= Yunnan Zhuang customs and culture =

This article lists the various Zhuang customs and culture of Wenshan Zhuang and Miao Autonomous Prefecture, Yunnan, China (Johnson & Wang 2008).

==Literature==

The Zhuang peoples of Yunnan and Guangxi have a rich written and unwritten literature (Johnson & Wang 2008).

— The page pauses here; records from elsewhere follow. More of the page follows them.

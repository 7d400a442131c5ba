#![allow(dead_code)]

use chrono::{Datelike, Days, NaiveDate, Weekday};
use std::cell::RefCell;
use trendband::domain::error::TrendbandError;
use trendband::domain::price_table::PriceTable;
use trendband::domain::strategy::StrategyConfig;
use trendband::ports::price_port::PriceHistoryPort;
use trendband::ports::report_port::ReportPort;

pub struct MockPriceSource {
    pub table: PriceTable,
    pub error: Option<String>,
    pub requests: RefCell<Vec<(NaiveDate, NaiveDate)>>,
}

impl MockPriceSource {
    pub fn new(table: PriceTable) -> Self {
        Self {
            table,
            error: None,
            requests: RefCell::new(Vec::new()),
        }
    }

    pub fn failing(reason: &str) -> Self {
        Self {
            table: PriceTable::from_rows(Vec::new(), Vec::new()),
            error: Some(reason.to_string()),
            requests: RefCell::new(Vec::new()),
        }
    }
}

impl PriceHistoryPort for MockPriceSource {
    fn fetch(
        &self,
        _tickers: &[String],
        start_date: NaiveDate,
        end_date: NaiveDate,
    ) -> Result<PriceTable, TrendbandError> {
        self.requests.borrow_mut().push((start_date, end_date));
        if let Some(reason) = &self.error {
            return Err(TrendbandError::PriceData {
                reason: reason.clone(),
            });
        }
        Ok(self.table.clone())
    }
}

#[derive(Default)]
pub struct RecordingReport {
    pub reports: RefCell<Vec<String>>,
}

impl ReportPort for RecordingReport {
    fn deliver(&self, report: &str) -> Result<(), TrendbandError> {
        self.reports.borrow_mut().push(report.to_string());
        Ok(())
    }
}

pub fn date(y: i32, m: u32, d: u32) -> NaiveDate {
    NaiveDate::from_ymd_opt(y, m, d).unwrap()
}

/// `count` consecutive weekdays starting at `start` (or the next weekday).
pub fn trading_days(start: NaiveDate, count: usize) -> Vec<NaiveDate> {
    let mut days = Vec::with_capacity(count);
    let mut day = start;
    while days.len() < count {
        if !matches!(day.weekday(), Weekday::Sat | Weekday::Sun) {
            days.push(day);
        }
        day = day.checked_add_days(Days::new(1)).unwrap();
    }
    days
}

/// Table with one column per ticker; every column must have `dates.len()`
/// values.
pub fn make_table(tickers: &[String], dates: &[NaiveDate], columns: &[Vec<f64>]) -> PriceTable {
    let rows = dates.iter().enumerate().map(|(i, &d)| {
        (
            d,
            columns.iter().map(|c| Some(c[i])).collect::<Vec<_>>(),
        )
    });
    PriceTable::from_rows(tickers.to_vec(), rows)
}

/// `rows - 1` closes at 100.0 followed by `last`.
pub fn flat_then(rows: usize, last: f64) -> Vec<f64> {
    let mut closes = vec![100.0; rows - 1];
    closes.push(last);
    closes
}

/// Default-strategy fixture for the five default tickers over 200 trading
/// days from 2023-09-11 to 2024-06-14. Scores by ticker: 3, 2, 1, 0, 0.
pub fn graded_fixture() -> (StrategyConfig, Vec<NaiveDate>, PriceTable) {
    let config = StrategyConfig::default();
    let tickers = config.tickers();
    let dates = trading_days(date(2023, 9, 11), 200);

    // Breaks every band.
    let three = flat_then(200, 120.0);

    // 180 @ 100 then 20 @ 130: MA20 = 130 (no), MA120 = 105, MA200 = 103.
    let mut two = vec![100.0; 180];
    two.extend(vec![130.0; 20]);

    // 80 @ 50 then 120 @ 100: MA20 = MA120 = 100 (no), MA200 = 80.
    let mut one = vec![50.0; 80];
    one.extend(vec![100.0; 120]);

    let zero_down = flat_then(200, 90.0);
    let zero_flat = vec![100.0; 200];

    let table = make_table(
        &tickers,
        &dates,
        &[three, two, one, zero_down, zero_flat],
    );
    (config, dates, table)
}
//! Moving-average envelope bands.
//!
//! SMA(n) = (C[i-n+1] + ... + C[i]) / n
//! upper  = SMA(n) * (1 + N)
//! lower  = SMA(n) * (1 - N)

use std::fmt;

/// Arithmetic mean of `window`, or `None` when it is empty.
pub fn simple_moving_average(window: &[f64]) -> Option<f64> {
    if window.is_empty() {
        return None;
    }
    Some(window.iter().sum::<f64>() / window.len() as f64)
}

#[derive(Debug, Clone, Copy, PartialEq, Eq)]
pub enum BandPosition {
    Above,
    Inside,
    Below,
}

impl fmt::Display for BandPosition {
    fn fmt(&self, f: &mut fmt::Formatter<'_>) -> fmt::Result {
        match self {
            BandPosition::Above => write!(f, "above"),
            BandPosition::Inside => write!(f, "inside"),
            BandPosition::Below => write!(f, "below"),
        }
    }
}

#[derive(Debug, Clone, Copy, PartialEq)]
pub struct Band {
    pub window: usize,
    pub middle: f64,
    pub upper: f64,
    pub lower: f64,
}

impl Band {
    /// Band over the last `window` values of `history`. `None` if the
    /// history is shorter than the window.
    pub fn compute(history: &[f64], window: usize, width: f64) -> Option<Self> {
        if window == 0 || history.len() < window {
            return None;
        }
        let middle = simple_moving_average(&history[history.len() - window..])?;
        Some(Band {
            window,
            middle,
            upper: middle * (1.0 + width),
            lower: middle * (1.0 - width),
        })
    }

    /// Strictly above the upper band; touching it does not count.
    pub fn breaks_upper(&self, price: f64) -> bool {
        price > self.upper
    }

    pub fn position(&self, price: f64) -> BandPosition {
        if self.breaks_upper(price) {
            BandPosition::Above
        } else if price < self.lower {
            BandPosition::Below
        } else {
            BandPosition::Inside
        }
    }
}
//! Domain error types.

/// Top-level error type for trendband.
#[derive(Debug, thiserror::Error)]
pub enum TrendbandError {
    #[error("no price data available on or before {target}")]
    NoData { target: String },

    #[error("insufficient price history: have {rows} rows, need {required}")]
    InsufficientHistory { rows: usize, required: usize },

    #[error("no scalar mapped for score {score} of {ticker}")]
    UnmappedScore { ticker: String, score: usize },

    #[error("configuration invariant violated: {reason}")]
    ConfigInvariant { reason: String },

    #[error("config parse error in {file}: {reason}")]
    ConfigParse { file: String, reason: String },

    #[error("missing config key [{section}] {key}")]
    ConfigMissing { section: String, key: String },

    #[error("invalid config value [{section}] {key}: {reason}")]
    ConfigInvalid {
        section: String,
        key: String,
        reason: String,
    },

    #[error("price data error: {reason}")]
    PriceData { reason: String },

    #[error(transparent)]
    Io(#[from] std::io::Error),
}

impl TrendbandError {
    /// Failures the signal engine reports back to the caller as a
    /// formatted failure report rather than a fatal error.
    pub fn is_signal_failure(&self) -> bool {
        matches!(
            self,
            TrendbandError::NoData { .. }
                | TrendbandError::InsufficientHistory { .. }
                | TrendbandError::UnmappedScore { .. }
        )
    }
}

impl From<&TrendbandError> for std::process::ExitCode {
    fn from(err: &TrendbandError) -> Self {
        let code: u8 = match err {
            TrendbandError::Io(_) => 1,
            TrendbandError::ConfigInvariant { .. }
            | TrendbandError::ConfigParse { .. }
            | TrendbandError::ConfigMissing { .. }
            | TrendbandError::ConfigInvalid { .. } => 2,
            TrendbandError::PriceData { .. } => 3,
            TrendbandError::NoData { .. } | TrendbandError::InsufficientHistory { .. } => 5,
            TrendbandError::UnmappedScore { .. } => 6,
        };
        std::process::ExitCode::from(code)
    }
}
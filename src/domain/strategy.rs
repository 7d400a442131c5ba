//! Strategy configuration: asset basket, band parameters and score map.
//!
//! A `StrategyConfig` is built once, validated once, and then passed by
//! reference into the signal engine. Nothing mutates it afterwards.

use crate::domain::error::TrendbandError;
use crate::domain::signal::CASH;
use std::collections::{BTreeMap, HashSet};
use std::fmt;

/// Tolerance for the aggregate base weight check.
pub const WEIGHT_TOLERANCE: f64 = 1e-9;

pub const DEFAULT_TICKERS: [&str; 5] = [
    "102110.KS",
    "283580.KS",
    "453810.KS",
    "148070.KS",
    "385560.KS",
];
pub const DEFAULT_BAND_WIDTH: f64 = 0.03;
pub const DEFAULT_WINDOWS: [usize; 3] = [20, 120, 200];
pub const DEFAULT_SCALARS: [(usize, f64); 4] = [(0, 0.0), (1, 0.50), (2, 0.75), (3, 1.0)];

#[derive(Debug, Clone, PartialEq)]
pub struct Asset {
    pub ticker: String,
    pub base_weight: f64,
}

#[derive(Debug, Clone, PartialEq)]
pub struct BandParams {
    /// Band half-width as a fraction of the moving average.
    pub width: f64,
    pub windows: Vec<usize>,
}

impl BandParams {
    pub fn max_window(&self) -> usize {
        self.windows.iter().copied().max().unwrap_or(0)
    }
}

/// Score → exposure scalar lookup.
#[derive(Debug, Clone, PartialEq)]
pub struct ScoreMap {
    scalars: BTreeMap<usize, f64>,
}

impl ScoreMap {
    pub fn new<I: IntoIterator<Item = (usize, f64)>>(entries: I) -> Self {
        Self {
            scalars: entries.into_iter().collect(),
        }
    }

    pub fn scalar_for(&self, score: usize) -> Option<f64> {
        self.scalars.get(&score).copied()
    }

    pub fn entries(&self) -> impl Iterator<Item = (usize, f64)> + '_ {
        self.scalars.iter().map(|(&s, &v)| (s, v))
    }
}

impl fmt::Display for ScoreMap {
    fn fmt(&self, f: &mut fmt::Formatter<'_>) -> fmt::Result {
        let parts: Vec<String> = self
            .scalars
            .iter()
            .map(|(score, scalar)| format!("{}:{}", score, scalar))
            .collect();
        write!(f, "{}", parts.join(","))
    }
}

#[derive(Debug, Clone, PartialEq)]
pub struct StrategyConfig {
    pub assets: Vec<Asset>,
    pub bands: BandParams,
    pub score_map: ScoreMap,
}

impl Default for StrategyConfig {
    fn default() -> Self {
        let weight = 1.0 / DEFAULT_TICKERS.len() as f64;
        StrategyConfig {
            assets: DEFAULT_TICKERS
                .iter()
                .map(|t| Asset {
                    ticker: t.to_string(),
                    base_weight: weight,
                })
                .collect(),
            bands: BandParams {
                width: DEFAULT_BAND_WIDTH,
                windows: DEFAULT_WINDOWS.to_vec(),
            },
            score_map: ScoreMap::new(DEFAULT_SCALARS),
        }
    }
}

impl StrategyConfig {
    pub fn tickers(&self) -> Vec<String> {
        self.assets.iter().map(|a| a.ticker.clone()).collect()
    }

    pub fn max_score(&self) -> usize {
        self.bands.windows.len()
    }

    /// Rows needed up to the effective date: the longest window, and never
    /// fewer than two so a prior row exists.
    pub fn required_rows(&self) -> usize {
        self.bands.max_window().max(2)
    }

    /// Check every invariant the engine relies on. Run at load time.
    pub fn validate(&self) -> Result<(), TrendbandError> {
        if self.assets.is_empty() {
            return Err(invariant("at least one ticker is required"));
        }

        let mut seen = HashSet::new();
        for asset in &self.assets {
            if asset.ticker.eq_ignore_ascii_case(CASH) {
                return Err(invariant(format!(
                    "ticker {} clashes with the {} entry",
                    asset.ticker, CASH
                )));
            }
            if !seen.insert(asset.ticker.as_str()) {
                return Err(invariant(format!("duplicate ticker {}", asset.ticker)));
            }
            if !asset.base_weight.is_finite() || !(0.0..=1.0).contains(&asset.base_weight) {
                return Err(invariant(format!(
                    "base weight of {} must be within [0, 1], got {}",
                    asset.ticker, asset.base_weight
                )));
            }
        }

        let total: f64 = self.assets.iter().map(|a| a.base_weight).sum();
        if total > 1.0 + WEIGHT_TOLERANCE {
            return Err(invariant(format!(
                "base weights sum to {:.6}, must not exceed 1",
                total
            )));
        }

        if !self.bands.width.is_finite() || self.bands.width < 0.0 {
            return Err(invariant(format!(
                "band width must be a non-negative number, got {}",
                self.bands.width
            )));
        }
        if self.bands.windows.is_empty() {
            return Err(invariant("at least one moving-average window is required"));
        }
        if self.bands.windows.contains(&0) {
            return Err(invariant("moving-average windows must be at least 1"));
        }

        let mut previous = f64::NEG_INFINITY;
        for score in 0..=self.max_score() {
            let scalar = self.score_map.scalar_for(score).ok_or_else(|| {
                invariant(format!("score map has no scalar for score {}", score))
            })?;
            if !scalar.is_finite() || !(0.0..=1.0).contains(&scalar) {
                return Err(invariant(format!(
                    "scalar for score {} must be within [0, 1], got {}",
                    score, scalar
                )));
            }
            if scalar < previous {
                return Err(invariant(format!(
                    "score map must be non-decreasing, score {} maps to {} below {}",
                    score, scalar, previous
                )));
            }
            previous = scalar;
        }

        Ok(())
    }
}

fn invariant(reason: impl Into<String>) -> TrendbandError {
    TrendbandError::ConfigInvariant {
        reason: reason.into(),
    }
}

===Classic texts of the Zhuang religion Mo===

- bone carvings as instruments for fortune-telling
- Swqmo: records of Zhuang history, ethnic relations, astronomy, farming technology, literary arts, religious beliefs, customs and traditions, and so on.
- Swqdugzaeq: ("Chicken Divination Scriptures")
- Swqyaq: traditional medicine guides
- Swqlwnz: folk songbooks
- Paeng'zong: banners hung during sacrifice ceremonies for funerals
- Paengban: long banners hung during sacrifice ceremonies to repel evil
- Paengsaeh: banners hung during animal sacrifices for religious ceremonies

===Folk literature===

Zhuang folk literature often takes the form of songs. There are various folk tales, myths, legends, and historical poems and chants.

- "The creation of the world hymn"
- "The cutting down the banana tree song" ("Kau Tam Gvoa")
- "The song of the origin of bronze" ("Gvau Dong")
- "The rice paddy-planting song"
- "The house-raising song"
- "Village visitation songs"
- "Wine banquet songs"
- "The national partition song"
- "Banlong and Banli"
- Poems of the Poya Songbook
- "The escape from marriage song"
- "Yiluo and Diling"
- "Buloakdvo"
- "Bronze drum legends"
- "Tea origin songs"
- "The Legend of Wenlong"

==Folk arts==
Zhuang folk arts include (Johnson & Wang 2008):

===Music===
- Masa classical music: classical orchestras of Masa Village, Maguan County, Yunnan
- Zhuang ceremonial music
- Bawu: a type of Zhuang folk music dating back to ancient times
- Mubala: ancient Zhuang wind instrument
- Huqin: stringed instrument made from a water buffalo horn or horse bone; may be two-stringed or four-stringed
- Svaeu'na toasting: playing a suona while balancing a cup of wine to serve to guests

===Dances===
- bronze drum dance
- straw man dance
- water buffalo dance (longh yah vaiz)
- paper horse dance
- hand towel dance
- sun (tang'vaenz) dance

==Handicrafts==
Traditional Zhuang folk handicrafts includes the following (Johnson & Wang 2008).

- bird totem hats
- elephant trunk shoes reflecting Zhuang elephant worship
- totem back carriers, consisting of fish, bird, and abstract symbolic designs
- cloth monkey medicine bags
- embroidered balls
- spinning tops
- Ai nyeauh: teeter-totter; the ai nyaeuh gvaen is a more complex variant
- wood prints
- paper
- traditional waterwheels
- traditional brocades and weavings
- silver jewelry
- straw mats
- bamboo basket weaving
- rattan
- Paeng'vae: a type of linen made of grass leaves and hemp fibers, made by weaving the two 90 degrees with each other

==Folk customs==
The Zhuang of Wenshan have a colorful variety of folk customs (Johnson & Wang 2008).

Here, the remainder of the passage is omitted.